▸ **What is needed**
Find the string "that" in the records and copy each line where it occurs.

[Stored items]
BEGIN
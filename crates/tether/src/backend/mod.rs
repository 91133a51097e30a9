//! Backends that carry a prompt to an agent CLI.
//!
//! Two paths exist: a persistent `opencode serve` instance owned by the
//! [`BackendSupervisor`], and one-shot CLI invocations run by the
//! [`SubprocessRunner`]. The [`Dispatcher`] picks between them.

pub mod dispatcher;
pub mod process;
pub mod subprocess;
pub mod supervisor;

use serde::Serialize;
use std::fmt;
use std::time::Duration;
use thiserror::Error;

pub use dispatcher::{Dispatcher, PromptSender};
pub use process::{ChildProcess, OpenCodeLauncher, ServerLauncher, ServerProcess};
pub use subprocess::{DirectCommand, SubprocessRunner, build_direct_command, resolve_cli};
pub use supervisor::{BackendSnapshot, BackendSupervisor, SupervisorConfig, WatchdogOutcome};

/// Lifecycle state of a supervised server.
#[derive(Debug, Clone, Copy, PartialEq, Eq, Serialize)]
#[serde(rename_all = "lowercase")]
pub enum BackendStatus {
    Stopped,
    Starting,
    Running,
    Error,
}

impl BackendStatus {
    pub fn as_str(&self) -> &'static str {
        match self {
            Self::Stopped => "stopped",
            Self::Starting => "starting",
            Self::Running => "running",
            Self::Error => "error",
        }
    }
}

impl fmt::Display for BackendStatus {
    fn fmt(&self, f: &mut fmt::Formatter<'_>) -> fmt::Result {
        f.write_str(self.as_str())
    }
}

/// Which path produced an outcome.
#[derive(Debug, Clone, Copy, PartialEq, Eq, Serialize)]
#[serde(rename_all = "lowercase")]
pub enum BackendKind {
    Server,
    Subprocess,
}

/// Errors from backend operations.
#[derive(Debug, Error)]
pub enum BackendError {
    #[error("no reply within {0:?}")]
    Timeout(Duration),

    #[error("backend is not running")]
    NotRunning,

    #[error("{0} CLI not found")]
    CliNotFound(String),

    #[error("{0}")]
    Conflict(String),

    #[error("backend failed to start: {0}")]
    StartFailed(String),

    #[error("remote error: {0}")]
    Remote(String),

    #[error("cannot connect to backend: {0}")]
    Connect(String),

    #[error("process exited with code {code:?}: {stderr}")]
    Exit { code: Option<i32>, stderr: String },

    #[error("{0} agents have no one-shot fallback")]
    Unsupported(String),

    #[error(transparent)]
    Io(#[from] std::io::Error),
}

pub type BackendResult<T> = Result<T, BackendError>;

/// Result of a delivered prompt.
#[derive(Debug, Clone, Serialize)]
pub struct PromptOutcome {
    pub output: String,
    /// Remote session that handled the prompt, when the server path was used.
    pub session_id: Option<String>,
    pub backend: BackendKind,
    #[serde(with = "millis")]
    pub duration: Duration,
}

mod millis {
    use serde::Serializer;
    use std::time::Duration;

    pub fn serialize<S: Serializer>(d: &Duration, s: S) -> Result<S::Ok, S::Error> {
        s.serialize_u64(d.as_millis() as u64)
    }
}

#[cfg(test)]
mod tests {
    use super::*;

    #[test]
    fn test_status_serializes_lowercase() {
        assert_eq!(
            serde_json::to_value(BackendStatus::Running).unwrap(),
            serde_json::json!("running")
        );
        assert_eq!(BackendStatus::Error.to_string(), "error");
    }

    #[test]
    fn test_outcome_duration_in_millis() {
        let outcome = PromptOutcome {
            output: "ok".into(),
            session_id: None,
            backend: BackendKind::Subprocess,
            duration: Duration::from_millis(1500),
        };
        let value = serde_json::to_value(outcome).unwrap();
        assert_eq!(value["duration"], 1500);
        assert_eq!(value["backend"], "subprocess");
    }
}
END
▸ **Response below**
//! Backends that carry a prompt to an agent CLI.
    /// Remote session that handled the prompt, when the server path was used.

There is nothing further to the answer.